Respect for the Minimal Environmental Criteria: emphasis on participation in or executive phase of tenders?
The sentence in question addresses the topic of the “minimal environmental criteria” that administrations are required to fulfill in public auctions, through the insertion of appropriate technical requirements within tender documentation.
One asks, in particular, if economic operators are required to demonstrate respect of such prescriptions while already in the stage of participating in the procedure (and therefore within their own technical offer), or if the law applies exclusively to the executive phase of the contract.
In the case under consideration, a company proposed an appeal regarding the sentence of the Piedmont TAR, which had confirmed its exclusion from the tender having as object the furnishing of diagnostic systems for the execution of exams of clinical chemistry, immunometry, hematology, including works for the adaptation of premises and construction of plants.

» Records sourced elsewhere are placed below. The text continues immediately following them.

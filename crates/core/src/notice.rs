//! Transient user notifications

use serde::Serialize;
use tokio::sync::broadcast;

#[derive(Debug, Clone, Copy, PartialEq, Eq, Serialize)]
#[serde(rename_all = "lowercase")]
pub enum NoticeLevel {
    Success,
    Error,
}

#[derive(Debug, Clone, PartialEq, Eq, Serialize)]
pub struct Notice {
    pub level: NoticeLevel,
    pub message: String,
}

impl Notice {
    pub fn success(message: impl Into<String>) -> Self {
        Self {
            level: NoticeLevel::Success,
            message: message.into(),
        }
    }

    pub fn error(message: impl Into<String>) -> Self {
        Self {
            level: NoticeLevel::Error,
            message: message.into(),
        }
    }

    pub fn is_error(&self) -> bool {
        self.level == NoticeLevel::Error
    }
}

/// Broadcast channel for notices; sending never fails when nobody listens
#[derive(Debug, Clone)]
pub struct Notifier {
    tx: broadcast::Sender<Notice>,
}

impl Default for Notifier {
    fn default() -> Self {
        Self::new()
    }
}

impl Notifier {
    pub fn new() -> Self {
        let (tx, _) = broadcast::channel(64);
        Self { tx }
    }

    pub fn subscribe(&self) -> broadcast::Receiver<Notice> {
        self.tx.subscribe()
    }

    pub fn send(&self, notice: Notice) {
        let _ = self.tx.send(notice);
    }

    pub fn success(&self, message: impl Into<String>) {
        self.send(Notice::success(message));
    }

    pub fn error(&self, message: impl Into<String>) {
        self.send(Notice::error(message));
    }
}

#[cfg(test)]
mod tests {
    use super::*;

    #[tokio::test]
    async fn test_subscriber_receives_notices() {
        let notifier = Notifier::new();
        let mut rx = notifier.subscribe();
        notifier.success("Task created successfully!");
        notifier.error("Error deleting task!");

        assert_eq!(rx.recv().await.unwrap(), Notice::success("Task created successfully!"));
        assert!(rx.recv().await.unwrap().is_error());
    }

    #[test]
    fn test_send_without_subscribers() {
        Notifier::new().error("nobody listening");
    }
}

Precisely in reference to these latter works, accessory and finalized for the adaptation of premises hosting new equipment, a deficiency of the offer presented by the appellant was detected, not considered respectful of the minimal environmental criteria in terms of use of “recycled plastics”.
In particular, the exclusion concerned the lack of regard for disposal- in accordance with the work specifications- which mandated the recycling of at least 30% of the plastic material employed in the prodromal works up until the execution of the supply.
Disposal that referenced in turn the so-called “CAM” (Criteri Ambientali Minimi, or Minimal Environmental Criteria) in accordance with Art. 34 of the Legislative Decree no. 50 of 2016 and specified in detail by the Ministerial Decree of 11/10/2021.
They consist of normative criteria that constitute to all effects a constraint in the management of public contracts, imposed on both the company in question and competing economic operators, as well as specifically oriented for environmental sustainability of public administration consumption.
The appellant had therefore declared in the offer a recycled plastic content equal to 16% of the total only to then, by way of supplementary clarifications, “make the necessary adjustments” and qualify that in reality the appellant should have included in their calculations also other plastic components used in the project and not initially counted.
In any case- according to the conjecture of the appellant- the orderly validation of the percentage of recycled plastic and, as a consequence, of conformity to the “CAM” should be reserved strictly to the executive phase and to that of evaluation of technical offers.
Therefore, 3 different problems became apparent:
- The identification of the procedural segment in which to locate obligation for respect of the “CAM” (or rather, if they applied to the evaluation phase of the offers or only to the testable checks in the executive phase);
- The possibility for the lex specialis to impose stricter obligations than those deriving from the law
- The possibility for the applicant to enact a “correction” of the technical offer in within what limits.
The first element was decisive for the purposes of acceptance of the appeal, insofar as the judgements of Palazzo Spada observed that the national law of reference locates the relevant checks in respect of minimal environmental criteria in the executive phase, or rather in the phase successive to being entrusted with the contract.
This aside from how the same phase of planning was expected within the tender documentation, or rather if the same constituted one of the components subject to evaluation on the part of the technical Commission (the so-called “executive planning”).
In accordance with these principles, the exclusion of the appellant business could never have depended on a presumed environmental inadequacy of the technical offer (and therefore of potential deficiency of the minimal parameters declared), but rather solely on a lack of planning only perceptible in the executive phase.
Therefore, conformity to the minimal environmental standards according to Art. 34 of the Code of contracts cannot be discerned in the phase of evaluation of the offers, having to be ascertained in concrete (and therefore in the execution of the contract) the effective impossibility for the applicant to respect the normative prescriptions of reference.
In conclusion, such a sentence assumes a decisive relevance for establishing the method of validating the presence of the aforesaid minimal environmental requirements, that appear to therefore be relieved from the judgement of the panel of judges.